**What is needed**.
Find every line below with the word "EmbeddingOutput" in it, and copy each one.

**Input records**.
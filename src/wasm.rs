//! Browser bindings
//!
//! The two ML runtimes live on the JS side and are handed in as plain
//! functions. This module adapts them to [`Embedder`] / [`ChatBackend`] and
//! exposes [`RagApp`] to the page.
//!
//! # Example (TypeScript)
//! ```typescript
//! const app = new RagApp({ indexUrl: "index.json" }, embed, CreateMLCEngine, listModels, onStatus);
//! await app.init();
//! const result = await app.ask("Who is Ishmael?", 5); // null when ignored or busy
//! ```

use std::cell::RefCell;
use std::rc::Rc;

use js_sys::{Float32Array, Function, Object, Promise, Reflect};
use serde::{Deserialize, Serialize};
use wasm_bindgen::prelude::*;
use wasm_bindgen::JsCast;
use wasm_bindgen_futures::{future_to_promise, JsFuture};

use crate::config::RagConfig;
use crate::embeddings::{EmbedOptions, Embedder, EmbeddingOutput};
use crate::error::{EmbedError, GenerationError, IndexError, RagError};
use crate::generation::{ChatBackend, ChatEngine, LoadProgress, ProgressFn, SamplingParams};
use crate::index::DocumentIndex;
use crate::prompt::ChatMessage;
use crate::render::{escape_html, render_answer_text, render_sources_html};
use crate::retrieval::{clamp_top_k, parse_top_k, Citation};
use crate::session::{AskOutcome, AskTimings, RagSession, Status};

type AppSession = RagSession<JsEmbedder, WebLlmBackend>;

fn log(message: &str) {
    web_sys::console::log_1(&format!("[RagApp] {}", message).into());
}

fn to_js(e: impl std::fmt::Display) -> JsValue {
    JsValue::from_str(&e.to_string())
}

/// Best-effort message from a thrown JS value
fn js_error_message(err: &JsValue) -> String {
    if let Some(e) = err.dyn_ref::<js_sys::Error>() {
        return String::from(e.message());
    }
    err.as_string().unwrap_or_else(|| format!("{:?}", err))
}

/// Await `value` whether or not it is a promise
async fn settle(value: JsValue) -> Result<JsValue, JsValue> {
    JsFuture::from(Promise::resolve(&value)).await
}

/// Runtime errors mentioning an unloaded model are the only recoverable ones
fn classify_generation_error(message: String) -> GenerationError {
    if message.to_ascii_lowercase().contains("not loaded") {
        GenerationError::ModelUnloaded(message)
    } else {
        GenerationError::Fatal(message)
    }
}

/// k from the page: a number, a numeric string, or anything else (default)
fn top_k_from_js(k: &JsValue, default_k: usize) -> usize {
    if let Some(n) = k.as_f64() {
        if n.is_finite() {
            return clamp_top_k(n.trunc() as i64);
        }
    }
    match k.as_string() {
        Some(s) if !s.trim().is_empty() => parse_top_k(&s),
        _ => default_k,
    }
}

// ============================================================================
// Embedder
// ============================================================================

/// Embedding through a JS function `(text, { pooling, normalize }) → vector`
pub struct JsEmbedder {
    func: Function,
    options: EmbedOptions,
}

impl JsEmbedder {
    pub fn new(func: Function, options: EmbedOptions) -> Self {
        Self { func, options }
    }
}

impl Embedder for JsEmbedder {
    async fn embed(&self, text: &str) -> Result<Vec<f32>, EmbedError> {
        let options = serde_wasm_bindgen::to_value(&self.options)
            .map_err(|e| EmbedError::InferenceFailed(e.to_string()))?;

        let pending = self
            .func
            .call2(&JsValue::NULL, &JsValue::from_str(text), &options)
            .map_err(|e| EmbedError::InferenceFailed(js_error_message(&e)))?;
        let output = settle(pending)
            .await
            .map_err(|e| EmbedError::InferenceFailed(js_error_message(&e)))?;

        vector_from_js(&output)
    }
}

/// Accepts a Float32Array, a tensor-like `{ data, dims }`, or plain arrays
fn vector_from_js(output: &JsValue) -> Result<Vec<f32>, EmbedError> {
    if let Some(array) = output.dyn_ref::<Float32Array>() {
        return EmbeddingOutput::Vector(array.to_vec()).into_vector();
    }

    if output.is_object() {
        let data = Reflect::get(output, &JsValue::from_str("data")).unwrap_or(JsValue::UNDEFINED);
        if let Some(array) = data.dyn_ref::<Float32Array>() {
            let dims = Reflect::get(output, &JsValue::from_str("dims"))
                .ok()
                .and_then(|d| serde_wasm_bindgen::from_value::<Vec<usize>>(d).ok())
                .unwrap_or_default();
            return EmbeddingOutput::Tensor {
                data: array.to_vec(),
                dims,
            }
            .into_vector();
        }
    }

    serde_wasm_bindgen::from_value::<EmbeddingOutput>(output.clone())
        .map_err(|e| EmbedError::UnsupportedOutput(e.to_string()))?
        .into_vector()
}

// ============================================================================
// Chat runtime
// ============================================================================

#[derive(Serialize)]
struct CompletionRequest<'a> {
    messages: &'a [ChatMessage],
    temperature: f32,
    max_tokens: u32,
}

#[derive(Deserialize)]
struct CompletionResponse {
    #[serde(default)]
    choices: Vec<CompletionChoice>,
}

#[derive(Deserialize)]
struct CompletionChoice {
    #[serde(default)]
    message: Option<CompletionMessage>,
}

#[derive(Deserialize)]
struct CompletionMessage {
    #[serde(default)]
    content: Option<String>,
}

impl CompletionResponse {
    fn into_content(self) -> Option<String> {
        self.choices
            .into_iter()
            .next()
            .and_then(|c| c.message)
            .and_then(|m| m.content)
    }
}

/// Engine factory `(modelId, { initProgressCallback, useWebWorker }) → engine`
pub struct WebLlmBackend {
    create_engine: Function,
    list_models: Option<Function>,
    use_web_worker: bool,
}

impl WebLlmBackend {
    pub fn new(create_engine: Function, list_models: Option<Function>, use_web_worker: bool) -> Self {
        Self {
            create_engine,
            list_models,
            use_web_worker,
        }
    }
}

impl ChatBackend for WebLlmBackend {
    type Engine = WebLlmEngine;

    async fn available_models(&self) -> Vec<String> {
        let Some(list) = &self.list_models else {
            return Vec::new();
        };

        let listed = match list.call0(&JsValue::NULL) {
            Ok(value) => settle(value).await,
            Err(e) => Err(e),
        };

        match listed.map(serde_wasm_bindgen::from_value::<Vec<String>>) {
            Ok(Ok(models)) => models,
            Ok(Err(e)) => {
                log(&format!("Ignoring model catalog: {}", e));
                Vec::new()
            }
            Err(e) => {
                log(&format!("Model catalog unavailable: {}", js_error_message(&e)));
                Vec::new()
            }
        }
    }

    async fn create(
        &self,
        model_id: &str,
        progress: ProgressFn,
    ) -> Result<Self::Engine, GenerationError> {
        let on_progress = Closure::<dyn FnMut(JsValue)>::new(move |report: JsValue| {
            let report = serde_wasm_bindgen::from_value::<LoadProgress>(report.clone())
                .unwrap_or_else(|_| LoadProgress {
                    fraction: None,
                    text: report.as_string().unwrap_or_default(),
                });
            progress(report);
        });

        let options = Object::new();
        Reflect::set(
            &options,
            &JsValue::from_str("initProgressCallback"),
            on_progress.as_ref(),
        )
        .map_err(|e| GenerationError::Fatal(js_error_message(&e)))?;
        Reflect::set(
            &options,
            &JsValue::from_str("useWebWorker"),
            &JsValue::from_bool(self.use_web_worker),
        )
        .map_err(|e| GenerationError::Fatal(js_error_message(&e)))?;

        let pending = self
            .create_engine
            .call2(&JsValue::NULL, &JsValue::from_str(model_id), &options)
            .map_err(|e| GenerationError::Fatal(js_error_message(&e)))?;
        let engine = settle(pending)
            .await
            .map_err(|e| GenerationError::Fatal(js_error_message(&e)))?;

        if !engine.is_object() {
            return Err(GenerationError::Fatal(format!(
                "engine factory for {} returned no engine",
                model_id
            )));
        }

        Ok(WebLlmEngine {
            inner: engine,
            _on_progress: on_progress,
        })
    }
}

/// OpenAI-style engine object (`engine.chat.completions.create`)
pub struct WebLlmEngine {
    inner: JsValue,
    // the runtime keeps calling this while it (re)loads weights
    _on_progress: Closure<dyn FnMut(JsValue)>,
}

**Exercise solution**.
use crate::embeddings::{EmbedOptions, Embedder, EmbeddingOutput};
        return EmbeddingOutput::Vector(array.to_vec()).into_vector();
            return EmbeddingOutput::Tensor {
    serde_wasm_bindgen::from_value::<EmbeddingOutput>(output.clone())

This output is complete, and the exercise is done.